Dans un contexte économique préoccupant, cette initiative vise également à attirer de nouveaux clients. « Ce type de promotion est une manière de relancer la fréquentation. En période de crise, il est crucial de s'adapter et d'innover », souligne l'expert en restauration Xavier Leclerc dans un article de Le Parisien.
Seize gagnants en deux semaines
Pour réaliser ce concept original, Rodolphe a conçu des dés spéciaux. Cinq faces restent vierges, tandis que la dernière révèle « Ferrière 25 ans ». Chaque client a un lancer unique : trois combinaisons gagnantes permettent de remporter le repas, hors boissons.
La carte du restaurant propose une cuisine française traditionnelle revisitée. « Nous avons remis au goût du jour les légumes oubliés. Par exemple, associés à une sauce au poivre vert, le topinambour et le panais accompagnent nos ris de veau, présents depuis le début », détaille le chef de cuisine. Beaucoup de clients de moins de 40 ans n'ont jamais entendu parler de ces légumes !
Le filet de bœuf délecte également les clients, souvent regrettant son absence lors de leur visite. « C’est un plat très apprécié, et si je retire ma purée maison, je m'expose à des réclamations », confie-t-il avec un sourire.

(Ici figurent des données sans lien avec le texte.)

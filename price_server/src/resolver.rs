//! Cache-aside price resolution.
//!
//! `PRICE <ticker>` is answered from the first tier that has a price:
//!
//! 1. the shared [`PriceCache`];
//! 2. the persistence tier (`FETCH`), only when `consult_store` is enabled; a hit
//!    is copied into the cache;
//! 3. the external [`QuoteSource`]; a hit is copied into the cache and queued for
//!    write-back to the persistence tier.
//!
//! Every failure below the cache is logged and ends as [`Resolution::Unavailable`];
//! nothing is retried. Concurrent misses on the same ticker are not deduplicated,
//! each worker resolves on its own and the last `put` wins.
use std::sync::Arc;

use log::{debug, info, warn};
use price_common::reply::PRICE_UNAVAILABLE;
use price_common::{Price, Ticker};

use crate::cache::PriceCache;
use crate::quote_source::QuoteSource;
use crate::store_client::StoreClient;
use crate::write_back::WriteBack;

/// Where a resolved price came from.
#[derive(Debug, Clone, PartialEq, Eq)]
pub enum Resolution {
    /// Served from the cache without further I/O.
    Cached(Price),
    /// Read back from the persistence tier.
    Stored(Price),
    /// Fetched from the external source.
    Fetched(Price),
    /// No tier produced a price.
    Unavailable,
}

impl Resolution {
    /// Reply line sent to the client.
    pub fn reply_line(&self) -> &str {
        match self {
            Resolution::Cached(price) | Resolution::Stored(price) | Resolution::Fetched(price) => {
                price.as_str()
            }
            Resolution::Unavailable => PRICE_UNAVAILABLE,
        }
    }
}

/// Resolves prices through cache, persistence tier and external source.
pub struct PriceResolver {
    cache: Arc<dyn PriceCache>,
    source: Arc<dyn QuoteSource>,
    store: StoreClient,
    write_back: WriteBack,
    consult_store: bool,
}

impl PriceResolver {
    /// Assemble a resolver. `write_back` should target the same tier as `store`.
    pub fn new(
        cache: Arc<dyn PriceCache>,
        source: Arc<dyn QuoteSource>,
        store: StoreClient,
        write_back: WriteBack,
        consult_store: bool,
    ) -> Self {
        Self {
            cache,
            source,
            store,
            write_back,
            consult_store,
        }
    }

    /// Persistence tier client, shared with the history relay.
    pub fn store(&self) -> &StoreClient {
        &self.store
    }

    /// Resolve the current price of `ticker`.
    pub fn resolve(&self, ticker: &Ticker) -> Resolution {
        if let Some(price) = self.cache.get(ticker) {
            debug!("Cache hit for {}", ticker);
            return Resolution::Cached(price);
        }

        if self.consult_store {
            match self.store.fetch(ticker) {
                Ok(Some(price)) => {
                    debug!("Persistence tier hit for {}", ticker);
                    self.cache.put(ticker, &price);
                    return Resolution::Stored(price);
                }
                Ok(None) => debug!("Persistence tier has no price for {}", ticker),
                Err(e) => warn!("Persistence tier lookup for {} failed: {}", ticker, e),
            }
        }

        match self.source.current_price(ticker) {
            Ok(Some(price)) => {
                info!("Fetched {} = {} from quote source", ticker, price);
                self.cache.put(ticker, &price);
                self.write_back.submit(ticker, &price);
                Resolution::Fetched(price)
            }
            Ok(None) => {
                warn!("Quote source has no usable price for {}", ticker);
                Resolution::Unavailable
            }
            Err(e) => {
                warn!("Quote source failed for {}: {}", ticker, e);
                Resolution::Unavailable
            }
        }
    }
}
//! Client side of the persistence tier protocol.
//!
//! Each call opens a short-lived connection, sends one command and reads its
//! reply, so a wedged tier connection never outlives a single request.
use std::time::Duration;

use log::debug;
use price_common::reply::{DATA_NOT_FOUND, END_HISTORY, FETCH_SEPARATOR, PRICE_SAVED};
use price_common::{Command, LineStream, Price, PriceError, Result, Ticker};

/// Address and timeout of the persistence tier.
#[derive(Debug, Clone)]
pub struct StoreClient {
    addr: String,
    timeout: Option<Duration>,
}

impl StoreClient {
    /// Create a client for the tier listening on `addr`.
    pub fn new(addr: &str, timeout: Option<Duration>) -> Self {
        Self {
            addr: addr.to_string(),
            timeout,
        }
    }

    /// Tier address.
    pub fn addr(&self) -> &str {
        &self.addr
    }

    fn connect(&self) -> Result<LineStream> {
        LineStream::connect(&self.addr, self.timeout).map_err(|e| {
            PriceError::UpstreamUnavailable(format!("persistence tier {}: {}", self.addr, e))
        })
    }

    /// Send `SAVE <ticker> <price>` and expect `PRICE_SAVED`.
    pub fn save(&self, ticker: &Ticker, price: &Price) -> Result<()> {
        let mut conn = self.connect()?;
        let command = Command::Save(ticker.clone(), price.clone());
        let reply = conn.request(&command.to_string())?;
        if reply == PRICE_SAVED {
            debug!("Persistence tier stored {} = {}", ticker, price);
            Ok(())
        } else {
            Err(PriceError::UpstreamUnavailable(format!(
                "unexpected SAVE reply: {reply:?}"
            )))
        }
    }

    /// Send `FETCH <ticker>`; `None` when the tier has nothing stored.
    pub fn fetch(&self, ticker: &Ticker) -> Result<Option<Price>> {
        let mut conn = self.connect()?;
        let reply = conn.request(&Command::Fetch(ticker.clone()).to_string())?;
        if reply == DATA_NOT_FOUND {
            return Ok(None);
        }
        let (_, price) = reply.split_once(FETCH_SEPARATOR).ok_or_else(|| {
            PriceError::UpstreamUnavailable(format!("unexpected FETCH reply: {reply:?}"))
        })?;
        Ok(Some(price.parse()?))
    }

    /// Send `HISTORY <ticker>` and collect the data lines before `END_HISTORY`.
    ///
    /// A tier that closes the connection before the sentinel is an error, so a
    /// truncated listing is never mistaken for a complete one.
    pub fn history(&self, ticker: &Ticker) -> Result<Vec<String>> {
        let mut conn = self.connect()?;
        conn.write_line(&Command::History(ticker.clone()).to_string())?;

        let mut lines = Vec::new();
        loop {
            match conn.read_line()? {
                Some(line) if line == END_HISTORY => return Ok(lines),
                Some(line) => lines.push(line),
                None => {
                    return Err(PriceError::UpstreamUnavailable(
                        "history listing ended without END_HISTORY".to_string(),
                    ));
                }
            }
        }
    }
}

Lancée le 15 mars, l'initiative a eu un impact positif, attirant 250 clients supplémentaires en seulement une semaine. Rodolphe observe : « Les budgets sont serrés, le télétravail réduit les pauses déjeuner, mais pour ceux qui cherchent à s'évader, c'est l'occasion rêvée de faire un pied de nez à une ambiance morose, contraste saisissant des actualités récentes », fait-il remarquer, évoquant aussi les crises géopolitiques et économiques.
À ce jour, seize clients ont découvert la chance au Ferrière. « Ce qui est amusant, c'est que ceux qui ont remporté des repas n'étaient pas toujours informés de l'opération au départ. Souvent, ceux qui parient de façon stratégique n’ont pas eu cette réussite », conclut avec humour Rodolphe.